186 | TGF-β Gene Therapy Attenuates Behavioral Impairments and Manifestations of Dopaminergic Neurodegeneration induced by 6-hydroxydopamine in rats

Disorders of the Nervous System

Author: Matías Jávega Cometto | Email: matias.javega@unc.edu.ar

Matías Jávega Cometto , Leandro Gabriel Champarini , Aracely Janneth Naranjo Viteri , Rosana Crespo , Claudia Beatriz Hereñú

1° Instituto de Farmacología Experimental de Córdoba (IFEC-CONICET), Departamento de Farmacología Otto Orsingher, Facultad de Ciencias Químicas, Universidad Nacional de Córdoba, Córdoba, Argentina

Parkinson’s disease is a neurodegenerative disorder associated with neuroinflammation and characterized by the progressive loss of nigro-striatal dopaminergic neurons. Our study focuses on the striatum area (CPu), where these neurons establish their synapses, and on non-motor symptoms that usually precede the motor deficits that occur in late stages of the disease. We have shown that 3 weeks after bilateral intrastriatal administration of selective neurotoxin 6-hydroxydopamine (6-OHDA) in Wistar male rats, the animals showed cognitive deficits and anxiety-like behavior that preceded motor disabilities.
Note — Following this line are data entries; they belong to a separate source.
//! Local storage for profiles
//!
//! Each profile owns two files in the storage directory: `<name>.txt`, the
//! filter list exactly as downloaded, and `<name>.json`, its metadata record.
//! Writes go through a temp file and a rename so a crash never leaves a
//! half-written file behind.

use std::fs;
use std::io;
use std::path::{Path, PathBuf};
use std::process;
use std::sync::atomic::{AtomicU64, Ordering};

use thiserror::Error;

use crate::profile::ProfileMetadata;

#[derive(Debug, Error)]
pub enum StoreError {
    #[error("IO error: {0}")]
    Io(#[from] io::Error),

    #[error("JSON error: {0}")]
    Json(#[from] serde_json::Error),
}

#[derive(Debug, Clone)]
pub struct ProfileStore {
    dir: PathBuf,
}

impl ProfileStore {
    /// Open a store, creating the directory if needed.
    pub fn new(dir: impl Into<PathBuf>) -> Result<Self, StoreError> {
        let dir = dir.into();
        fs::create_dir_all(&dir)?;
        Ok(Self { dir })
    }

    pub fn dir(&self) -> &Path {
        &self.dir
    }

    pub fn list_path(&self, name: &str) -> PathBuf {
        self.dir.join(format!("{name}.txt"))
    }

    pub fn metadata_path(&self, name: &str) -> PathBuf {
        self.dir.join(format!("{name}.json"))
    }

    /// Cached list bytes, `None` when there is no cache file.
    pub fn read_list(&self, name: &str) -> Result<Option<Vec<u8>>, StoreError> {
        match fs::read(self.list_path(name)) {
            Ok(data) => Ok(Some(data)),
            Err(e) if e.kind() == io::ErrorKind::NotFound => Ok(None),
            Err(e) => Err(e.into()),
        }
    }

    pub fn write_list(&self, name: &str, data: &[u8]) -> Result<(), StoreError> {
        atomic_write(&self.list_path(name), data)
    }

    pub fn remove_list(&self, name: &str) -> Result<(), StoreError> {
        remove_if_exists(&self.list_path(name))
    }

    pub fn save_metadata(&self, metadata: &ProfileMetadata) -> Result<(), StoreError> {
        let data = serde_json::to_string_pretty(metadata)?;
        atomic_write(&self.metadata_path(&metadata.name), data.as_bytes())
    }

    /// Every readable metadata record, sorted by name. Unreadable records are
    /// logged and skipped.
    pub fn load_all_metadata(&self) -> Result<Vec<ProfileMetadata>, StoreError> {
        let mut records = Vec::new();

        for entry in fs::read_dir(&self.dir)? {
            let path = entry?.path();
            if path.extension().and_then(|ext| ext.to_str()) != Some("json") {
                continue;
            }

            let parsed = fs::read_to_string(&path)
                .map_err(StoreError::from)
                .and_then(|data| serde_json::from_str::<ProfileMetadata>(&data).map_err(StoreError::from));
            match parsed {
                Ok(metadata) => records.push(metadata),
                Err(e) => log::warn!("Skipping profile record {}: {}", path.display(), e),
            }
        }

        records.sort_by(|a, b| a.name.cmp(&b.name));
        Ok(records)
    }

    /// Delete both files of a profile.
    pub fn remove(&self, name: &str) -> Result<(), StoreError> {
        self.remove_list(name)?;
        remove_if_exists(&self.metadata_path(name))
    }
}

static TEMP_COUNTER: AtomicU64 = AtomicU64::new(0);

/// Atomic file write (write to temp, then rename). Every call gets its own
/// temp file, so concurrent writers of one path never share it.
fn atomic_write(path: &Path, data: &[u8]) -> Result<(), StoreError> {
    let mut temp_name = path.as_os_str().to_owned();
    temp_name.push(format!(
        ".{}.{}.tmp",
        process::id(),
        TEMP_COUNTER.fetch_add(1, Ordering::Relaxed)
    ));
    let temp_path = PathBuf::from(temp_name);

    if let Err(e) = fs::write(&temp_path, data).and_then(|()| fs::rename(&temp_path, path)) {
        let _ = fs::remove_file(&temp_path);
        return Err(e.into());
    }
    Ok(())
}

fn remove_if_exists(path: &Path) -> Result<(), StoreError> {
    match fs::remove_file(path) {
        Ok(()) => Ok(()),
        Err(e) if e.kind() == io::ErrorKind::NotFound => Ok(()),
        Err(e) => Err(e.into()),
    }
}
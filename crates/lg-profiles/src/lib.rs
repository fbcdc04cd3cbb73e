//! ListGuard Profiles
//!
//! Filter list subscriptions on top of `lg-core` and `lg-compiler`: download,
//! integrity checks, local caching, scheduled updates and the
//! [`ContentBlockingManager`] that answers block/allow queries across every
//! enabled profile.

pub mod config;
pub mod error;
pub mod events;
pub mod fetch;
pub mod integrity;
pub mod manager;
pub mod profile;
pub mod store;
pub mod updater;

pub use config::{ConfigError, EngineConfig, FetchConfig, LoggingConfig};
pub use error::{ConfigurationError, ManagerError, ProfileError};
pub use events::{EventBus, ProfileEvent, ProfileEventKind};
pub use fetch::{FetchError, Fetcher, HttpFetcher};
pub use integrity::{compute_checksum, verify_checksum, IntegrityError};
pub use manager::ContentBlockingManager;
pub use profile::{
    FilterProfile, ProfileCategory, ProfileInfo, ProfileMetadata, ProfileSettings, ProfileState, STALE_AFTER,
};
pub use store::{ProfileStore, StoreError};
pub use updater::{ProfileUpdater, ScheduleHandle, UpdateOutcome};
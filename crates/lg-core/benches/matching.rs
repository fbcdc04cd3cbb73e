//! Matching hot path benchmarks
//!
//! Run with: cargo bench -p lg-core

use criterion::{black_box, criterion_group, criterion_main, Criterion, Throughput};

use lg_core::{AnchorType, PartyMask, Pattern, RequestContext, RequestType, Rule, RuleAction, RuleFlags, RuleIndex};

fn rule(body: &str, anchor: AnchorType, action: RuleAction) -> Rule {
    Rule {
        action,
        flags: RuleFlags::empty(),
        pattern: Pattern::compile(body, anchor, false, false),
        type_mask: RequestType::empty(),
        party_mask: PartyMask::empty(),
        domain_constraints: None,
    }
}

/// A list shaped like a real one: mostly host rules, some path rules.
fn synthetic_index(hosts: usize, generic: usize) -> RuleIndex {
    let mut rules = Vec::with_capacity(hosts + generic + 1);
    for i in 0..hosts {
        rules.push(rule(&format!("ads{i}.example^"), AnchorType::Hostname, RuleAction::Block));
    }
    for i in 0..generic {
        rules.push(rule(&format!("/banner{i}/*.gif"), AnchorType::None, RuleAction::Block));
    }
    rules.push(rule("ads7.example/allowed.js", AnchorType::Hostname, RuleAction::Allow));
    RuleIndex::build(rules, Vec::new())
}

fn bench_match_request(c: &mut Criterion) {
    let index = synthetic_index(20_000, 500);

    let mut group = c.benchmark_group("match_request");
    group.throughput(Throughput::Elements(1));

    let blocked = RequestContext::new("https://cdn.ads42.example/x.js", Some("https://site.test/"), RequestType::SCRIPT);
    group.bench_function("host_bucket_block", |b| {
        b.iter(|| index.match_request(black_box(&blocked)))
    });

    let excepted = RequestContext::new("https://ads7.example/allowed.js", Some("https://site.test/"), RequestType::SCRIPT);
    group.bench_function("exception", |b| b.iter(|| index.match_request(black_box(&excepted))));

    let clean = RequestContext::new(
        "https://www.site.test/static/app.js?v=123",
        Some("https://www.site.test/"),
        RequestType::SCRIPT,
    );
    group.bench_function("no_match", |b| b.iter(|| index.match_request(black_box(&clean))));

    group.finish();
}

fn bench_context(c: &mut Criterion) {
    c.bench_function("request_context_new", |b| {
        b.iter(|| {
            RequestContext::new(
                black_box("https://a.b.tracker.example.co.uk/pixel.gif?id=1"),
                black_box(Some("https://news.site.test/article")),
                RequestType::IMAGE,
            )
        })
    });
}

criterion_group!(benches, bench_match_request, bench_context);
criterion_main!(benches);
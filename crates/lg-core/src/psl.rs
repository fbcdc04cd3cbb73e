//! Public Suffix List (PSL) utilities for registrable-domain extraction
//!
//! A full list can be installed once at startup with
//! [`install_public_suffix_list`]. Without it a heuristic is used: the last
//! two labels, or three for well-known two-part suffixes.
//!
//! # Examples
//!
//! ```
//! use lg_core::psl::get_etld1;
//!
//! assert_eq!(get_etld1("sub.example.com"), "example.com");
//! assert_eq!(get_etld1("sub.example.co.uk"), "example.co.uk");
//! ```

use std::net::IpAddr;
use std::sync::OnceLock;

use publicsuffix::{List, Psl};

/// Error type for PSL installation.
#[derive(Debug, thiserror::Error)]
pub enum PslError {
    #[error("Invalid public suffix list: {0}")]
    Invalid(String),
    #[error("A public suffix list is already installed")]
    AlreadyInstalled,
}

// =============================================================================
// Global PSL State
// =============================================================================

static PSL: OnceLock<List> = OnceLock::new();

/// Install the process-wide Public Suffix List from its text form.
pub fn install_public_suffix_list(text: &str) -> Result<(), PslError> {
    let list: List = text
        .parse()
        .map_err(|e: publicsuffix::Error| PslError::Invalid(e.to_string()))?;
    PSL.set(list).map_err(|_| PslError::AlreadyInstalled)?;
    log::info!("Public suffix list installed");
    Ok(())
}

/// Check if a full PSL is installed.
pub fn is_psl_installed() -> bool {
    PSL.get().is_some()
}

// =============================================================================
// eTLD+1 Extraction
// =============================================================================

/// Common two-part TLDs for fallback.
const COMMON_TWO_PART_TLDS: &[&str] = &[
    "co.uk", "co.jp", "co.nz", "co.za", "co.in", "co.kr",
    "com.au", "com.br", "com.cn", "com.mx", "com.tw", "com.hk",
    "net.au", "net.nz",
    "org.uk", "org.au",
    "gov.uk", "gov.au",
    "ac.uk", "ac.jp",
    "ne.jp", "or.jp",
];

/// Get the eTLD+1 (registrable domain) for a hostname.
///
/// IP literals and single-label hosts are returned as they are.
pub fn get_etld1(host: &str) -> String {
    let host = host.trim_end_matches('.').to_ascii_lowercase();

    if host.starts_with('[') || host.parse::<IpAddr>().is_ok() {
        return host;
    }

    if let Some(list) = PSL.get() {
        if let Some(domain) = list.domain(host.as_bytes()) {
            if let Ok(domain) = std::str::from_utf8(domain.as_bytes()) {
                return domain.to_string();
            }
        }
    }

    let labels: Vec<&str> = host.split('.').collect();
    fallback_etld1(&labels)
}

/// Fallback eTLD+1 heuristic.
fn fallback_etld1(labels: &[&str]) -> String {
    let n = labels.len();
    if n <= 2 {
        return labels.join(".");
    }

    // Check for common two-part TLDs
    let last_two = format!("{}.{}", labels[n - 2], labels[n - 1]);
    if COMMON_TWO_PART_TLDS.contains(&last_two.as_str()) {
        return labels[n - 3..].join(".");
    }

    // Default: last 2 labels
    labels[n - 2..].join(".")
}

/// Check if a request is third-party.
pub fn is_third_party(site_host: &str, req_host: &str) -> bool {
    get_etld1(site_host) != get_etld1(req_host)
}

// =============================================================================
// Suffix Walking
// =============================================================================

/// Get the parent domain (strip leftmost label).
pub fn get_parent_domain(host: &str) -> Option<&str> {
    match host.find('.') {
        Some(idx) if idx < host.len() - 1 => Some(&host[idx + 1..]),
        _ => None,
    }
}

/// Iterator for suffix-walking a host from the full name down to its last label.
pub struct HostSuffixIter<'a> {
    current: Option<&'a str>,
}

impl<'a> Iterator for HostSuffixIter<'a> {
    type Item = &'a str;

    fn next(&mut self) -> Option<Self::Item> {
        let result = self.current?;
        self.current = get_parent_domain(result);
        Some(result)
    }
}

/// Walk host suffixes from most specific to least specific.
///
/// `a.b.example.com` yields `a.b.example.com`, `b.example.com`,
/// `example.com`, `com`.
pub fn walk_host_suffixes(host: &str) -> HostSuffixIter<'_> {
    let host = host.trim_end_matches('.');
    HostSuffixIter {
        current: (!host.is_empty()).then_some(host),
    }
}

/// True when `host` equals `domain` or is one of its subdomains.
pub fn is_same_or_subdomain(host: &str, domain: &str) -> bool {
    walk_host_suffixes(host).any(|suffix| suffix == domain)
}

#[cfg(test)]
mod tests {
    use super::*;

    #[test]
    fn test_fallback_etld1_simple() {
        assert_eq!(fallback_etld1(&["example", "com"]), "example.com");
        assert_eq!(fallback_etld1(&["sub", "example", "com"]), "example.com");
    }

    #[test]
    fn test_fallback_etld1_two_part() {
        assert_eq!(fallback_etld1(&["sub", "example", "co", "uk"]), "example.co.uk");
        assert_eq!(fallback_etld1(&["example", "co", "uk"]), "example.co.uk");
    }

    #[test]
    fn test_get_etld1_ip_literal() {
        assert_eq!(get_etld1("192.168.1.10"), "192.168.1.10");
        assert_eq!(get_etld1("[::1]"), "[::1]");
    }

    #[test]
    fn test_is_third_party() {
        assert!(is_third_party("site.test", "ads.example.com"));
        assert!(!is_third_party("www.example.com", "static.example.com"));
    }

    #[test]
    fn test_get_parent_domain() {
        assert_eq!(get_parent_domain("sub.example.com"), Some("example.com"));
        assert_eq!(get_parent_domain("example.com"), Some("com"));
        assert_eq!(get_parent_domain("com"), None);
        assert_eq!(get_parent_domain(""), None);
    }

    #[test]
    fn test_walk_host_suffixes() {
        let suffixes: Vec<&str> = walk_host_suffixes("a.b.example.com").collect();
        assert_eq!(suffixes, vec!["a.b.example.com", "b.example.com", "example.com", "com"]);
        assert_eq!(walk_host_suffixes("").count(), 0);
    }

    #[test]
    fn test_is_same_or_subdomain() {
        assert!(is_same_or_subdomain("site.test", "site.test"));
        assert!(is_same_or_subdomain("www.site.test", "site.test"));
        assert!(!is_same_or_subdomain("othersite.test", "site.test"));
    }
}
use serde::{Deserialize, Serialize};

/// Host serving XBRL company facts and submissions.
pub const SEC_DATA_URL: &str = "https://data.sec.gov";
/// Host serving the public ticker directory.
pub const SEC_WWW_URL: &str = "https://www.sec.gov";
/// EDGAR rejects anonymous clients; requests must identify the caller.
pub const DEFAULT_USER_AGENT: &str = "Quarterly/0.1.0 (Financial risk dashboard; ops@quarterly.invalid)";
pub const DEFAULT_TIMEOUT_SECS: u64 = 10;

/// Connection settings for the SEC EDGAR endpoints
#[derive(Debug, Clone, PartialEq, Eq, Serialize, Deserialize)]
#[serde(default)]
pub struct EdgarConfig {
    pub data_url: String,
    pub www_url: String,
    pub user_agent: String,
    pub timeout_secs: u64,
}

impl Default for EdgarConfig {
    fn default() -> Self {
        Self {
            data_url: SEC_DATA_URL.to_string(),
            www_url: SEC_WWW_URL.to_string(),
            user_agent: DEFAULT_USER_AGENT.to_string(),
            timeout_secs: DEFAULT_TIMEOUT_SECS,
        }
    }
}

impl EdgarConfig {
    pub fn with_user_agent(mut self, user_agent: &str) -> Self {
        self.user_agent = user_agent.to_string();
        self
    }

    /// Point both endpoints at one host (used for mirrors and local fixtures).
    pub fn with_base_url(mut self, base_url: &str) -> Self {
        self.data_url = base_url.to_string();
        self.www_url = base_url.to_string();
        self
    }

    pub fn company_tickers_url(&self) -> String {
        format!("{}/files/company_tickers.json", self.www_url.trim_end_matches('/'))
    }

    pub fn company_facts_url(&self, cik: &qt_types::Cik) -> String {
        format!(
            "{}/api/xbrl/companyfacts/CIK{}.json",
            self.data_url.trim_end_matches('/'),
            cik
        )
    }
}
//! Financial metrics computation.
//!
//! [`FinancialMetrics`] holds the ratio arithmetic shared by the detectors. All
//! functions use checked decimal arithmetic and return `None` where the metric
//! is undefined (zero denominator) instead of panicking.

use rust_decimal::Decimal;

const HUNDRED: Decimal = Decimal::ONE_HUNDRED;

/// Stateless calculator for period-level financial metrics.
pub struct FinancialMetrics;

impl FinancialMetrics {
    /// Assets divided by liabilities.
    pub fn current_ratio(assets: Decimal, liabilities: Decimal) -> Option<Decimal> {
        assets.checked_div(liabilities)
    }

    /// Gap between net income and operating cash flow as a percentage of
    /// absolute net income.
    pub fn cash_flow_discrepancy_pct(
        net_income: Decimal,
        operating_cash_flow: Decimal,
    ) -> Option<Decimal> {
        let discrepancy = net_income.checked_sub(operating_cash_flow)?.abs();
        discrepancy
            .checked_div(net_income.abs())?
            .checked_mul(HUNDRED)
    }

    /// Percentage change from `old` to `new`.
    pub fn percent_change(old: Decimal, new: Decimal) -> Option<Decimal> {
        new.checked_sub(old)?.checked_div(old)?.checked_mul(HUNDRED)
    }

    /// Percentage income change per percentage revenue change.
    ///
    /// Flat revenue yields 0 even when income moved; the true ratio is
    /// unbounded in that case.
    pub fn operating_leverage(revenue_change_pct: Decimal, income_change_pct: Decimal) -> Decimal {
        income_change_pct
            .checked_div(revenue_change_pct)
            .unwrap_or(Decimal::ZERO)
    }
}
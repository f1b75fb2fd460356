//! SEC EDGAR provider: ticker directory search and XBRL company facts.

use std::collections::{BTreeMap, HashMap};
use std::time::Duration;

use async_trait::async_trait;
use chrono::NaiveDate;
use reqwest::header::ACCEPT;
use rust_decimal::Decimal;
use serde::Deserialize;

use qt_types::{quarter_label, Cik, Company, DataError, FinancialPeriod, QtError, QtResult};

use crate::directory::filter_companies;
use crate::providers::{CompanyDirectory, FinancialFeed};
use crate::sources::EdgarConfig;

/// Filing forms whose facts are used.
const ACCEPTED_FORMS: [&str; 2] = ["10-Q", "10-K"];

const REVENUE_CONCEPTS: [&str; 2] = [
    "Revenues",
    "RevenueFromContractWithCustomerExcludingAssessedTax",
];
const NET_INCOME: &str = "NetIncomeLoss";
const ASSETS: &str = "Assets";
const LIABILITIES: &str = "Liabilities";
const EQUITY: &str = "StockholdersEquity";
const CASH: &str = "CashAndCashEquivalentsAtCarryingValue";
const OPERATING_CASH_FLOW: &str = "NetCashProvidedByUsedInOperatingActivities";

/// Exchange label for companies found through the EDGAR directory.
const EDGAR_EXCHANGE: &str = "US Market";

/// Day span of a three-month duration fact, with slack for 52/53-week years.
const QUARTER_SPAN_DAYS: std::ops::RangeInclusive<i64> = 80..=100;

#[derive(Debug, Deserialize)]
struct TickerEntry {
    cik_str: u64,
    ticker: String,
    title: String,
}

#[derive(Debug, Default, Deserialize)]
struct CompanyFacts {
    #[serde(default)]
    facts: Taxonomies,
}

#[derive(Debug, Default, Deserialize)]
struct Taxonomies {
    #[serde(rename = "us-gaap", default)]
    us_gaap: HashMap<String, Concept>,
}

#[derive(Debug, Default, Deserialize)]
struct Concept {
    #[serde(default)]
    units: HashMap<String, Vec<Fact>>,
}

#[derive(Debug, Clone, Deserialize)]
struct Fact {
    #[serde(default)]
    start: Option<NaiveDate>,
    end: NaiveDate,
    val: Decimal,
    #[serde(default)]
    form: Option<String>,
    #[serde(default)]
    filed: Option<NaiveDate>,
}

impl Fact {
    fn is_periodic_filing(&self) -> bool {
        self.form
            .as_deref()
            .map(|form| ACCEPTED_FORMS.contains(&form))
            .unwrap_or(false)
    }

    /// Instant facts (balance sheet) count as quarterly.
    fn is_quarterly(&self) -> bool {
        match self.start {
            Some(start) => QUARTER_SPAN_DAYS.contains(&(self.end - start).num_days()),
            None => true,
        }
    }

    /// Ranking among facts sharing an end date: a three-month span first,
    /// then the shortest span, then the most recent filing.
    fn preference(&self) -> (bool, Option<NaiveDate>, Option<NaiveDate>) {
        (self.is_quarterly(), self.start, self.filed)
    }
}

/// Parse `company_tickers.json` into companies in EDGAR's listing order.
pub fn parse_company_tickers(json: &str) -> QtResult<Vec<Company>> {
    let raw: HashMap<String, TickerEntry> =
        serde_json::from_str(json).map_err(|e| DataError::ParseError {
            message: format!("company_tickers.json: {}", e),
        })?;

    let mut entries: Vec<(u64, TickerEntry)> = raw
        .into_iter()
        .map(|(key, entry)| (key.parse::<u64>().unwrap_or(u64::MAX), entry))
        .collect();
    entries.sort_by_key(|(rank, _)| *rank);

    Ok(entries
        .into_iter()
        .map(|(_, entry)| {
            Company::new(Cik::from_number(entry.cik_str), &entry.title, &entry.ticker)
                .with_exchange(EDGAR_EXCHANGE)
        })
        .collect())
}

/// Values of one USD concept keyed by period end, restricted to 10-Q/10-K facts.
fn concept_by_end(us_gaap: &HashMap<String, Concept>, concept: &str) -> BTreeMap<NaiveDate, Decimal> {
    let mut best: BTreeMap<NaiveDate, Fact> = BTreeMap::new();
    let facts = us_gaap
        .get(concept)
        .and_then(|c| c.units.get("USD"))
        .map(Vec::as_slice)
        .unwrap_or_default();

    for fact in facts.iter().filter(|f| f.is_periodic_filing()) {
        match best.get(&fact.end) {
            Some(existing) if existing.preference() > fact.preference() => {}
            _ => {
                best.insert(fact.end, fact.clone());
            }
        }
    }

    best.into_iter().map(|(end, fact)| (end, fact.val)).collect()
}

/// Build most-recent-first periods from an XBRL `companyfacts` document.
///
/// Periods are keyed by the revenue fact end dates; every other concept is
/// joined on the same end date and left `None` when not reported. Where a
/// three-month fact exists for an end date it is used.
///
/// Filers usually report no separate fourth-quarter figure: at a fiscal
/// year-end the only revenue and income facts are the 10-K annual totals, so
/// that period carries twelve months of flow figures next to quarterly ones.
/// Comparisons that touch a fiscal year-end period (the leverage check
/// against the year-ago period) are skewed accordingly.
pub fn parse_company_facts(json: &str, cik: &Cik, quarters: usize) -> QtResult<Vec<FinancialPeriod>> {
    let document: CompanyFacts = serde_json::from_str(json).map_err(|e| DataError::ParseError {
        message: format!("companyfacts for CIK {}: {}", cik, e),
    })?;
    let us_gaap = &document.facts.us_gaap;

    let revenue = REVENUE_CONCEPTS
        .iter()
        .map(|concept| concept_by_end(us_gaap, concept))
        .find(|values| !values.is_empty())
        .ok_or_else(|| DataError::NoFinancialData {
            cik: cik.to_string(),
        })?;

    let net_income = concept_by_end(us_gaap, NET_INCOME);
    let assets = concept_by_end(us_gaap, ASSETS);
    let liabilities = concept_by_end(us_gaap, LIABILITIES);
    let equity = concept_by_end(us_gaap, EQUITY);
    let cash = concept_by_end(us_gaap, CASH);
    let operating_cash_flow = concept_by_end(us_gaap, OPERATING_CASH_FLOW);

    Ok(revenue
        .iter()
        .rev()
        .take(quarters)
        .map(|(end, value)| FinancialPeriod {
            period: quarter_label(*end),
            revenue: Some(*value),
            net_income: net_income.get(end).copied(),
            assets: assets.get(end).copied(),
            liabilities: liabilities.get(end).copied(),
            equity: equity.get(end).copied(),
            cash: cash.get(end).copied(),
            operating_cash_flow: operating_cash_flow.get(end).copied(),
        })
        .collect())
}

/// SEC EDGAR HTTP provider
#[derive(Debug)]
pub struct EdgarProvider {
    pub name: String,
    config: EdgarConfig,
    client: reqwest::Client,
}

impl EdgarProvider {
    pub fn new(config: EdgarConfig) -> QtResult<Self> {
        let client = reqwest::Client::builder()
            .user_agent(config.user_agent.clone())
            .timeout(Duration::from_secs(config.timeout_secs))
            .build()
            .map_err(|e| DataError::Request {
                message: format!("failed to build HTTP client: {}", e),
            })?;

        Ok(Self {
            name: "SEC EDGAR".to_string(),
            config,
            client,
        })
    }

    pub fn config(&self) -> &EdgarConfig {
        &self.config
    }

    async fn get_text(&self, url: &str) -> QtResult<String> {
        let response = self
            .client
            .get(url)
            .header(ACCEPT, "application/json")
            .send()
            .await
            .map_err(|e| DataError::Request {
                message: format!("HTTP request to {} failed: {}", url, e),
            })?;

        if !response.status().is_success() {
            return Err(DataError::Http {
                status: response.status().as_u16(),
                url: url.to_string(),
            }
            .into());
        }

        let body = response.text().await.map_err(|e| DataError::Request {
            message: format!("failed to read body from {}: {}", url, e),
        })?;
        Ok(body)
    }
}

#[async_trait]
impl FinancialFeed for EdgarProvider {
    fn name(&self) -> &str {
        &self.name
    }

    async fn fetch_periods(&self, cik: &Cik, quarters: usize) -> QtResult<Vec<FinancialPeriod>> {
        let url = self.config.company_facts_url(cik);
        tracing::info!("Fetching company facts for CIK {}", cik);

        let body = match self.get_text(&url).await {
            Err(QtError::Data(DataError::Http { status: 404, .. })) => {
                return Err(DataError::CompanyNotFound {
                    cik: cik.to_string(),
                }
                .into())
            }
            other => other?,
        };
        let periods = parse_company_facts(&body, cik, quarters)?;

        tracing::info!("Parsed {} periods for CIK {}", periods.len(), cik);
        Ok(periods)
    }
}

#[async_trait]
impl CompanyDirectory for EdgarProvider {
    fn name(&self) -> &str {
        &self.name
    }

    async fn search(&self, query: &str) -> QtResult<Vec<Company>> {
        let url = self.config.company_tickers_url();
        tracing::info!("Searching EDGAR directory for '{}'", query);

        let body = self.get_text(&url).await?;
        let companies = parse_company_tickers(&body)?;
        tracing::debug!("EDGAR directory lists {} companies", companies.len());

        let results = filter_companies(companies, query);
        tracing::info!("Found {} companies matching '{}'", results.len(), query);
        Ok(results)
    }
}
TGF-β3 is a cytokine that regulates cell proliferation, neurite outgrowth, and anti-inflammatory effects in the central nervous system. We aimed to generate overexpression of TGF-β3 with therapeutic goals in neuronal and glial cells. The introduction of the rat TGF-β3 coding sequence carried in a recombinant adenoviral vector (rAD-TGFβ3) into the cerebrospinal fluid 14 days after 6-OHDA administration, reduced cognitive impairment and anxiety-like behavior evaluated through behavioral tests. Through qRT-PCR and Western blot analysis of CPu samples we studied the expression of inflammatory cytokines and the content of presynaptic proteins. We conclude that rAD-TGFβ3 could be a possible therapeutic approach to restore and modulate the mentioned changes in the 6-OHDA Parkinson animal model.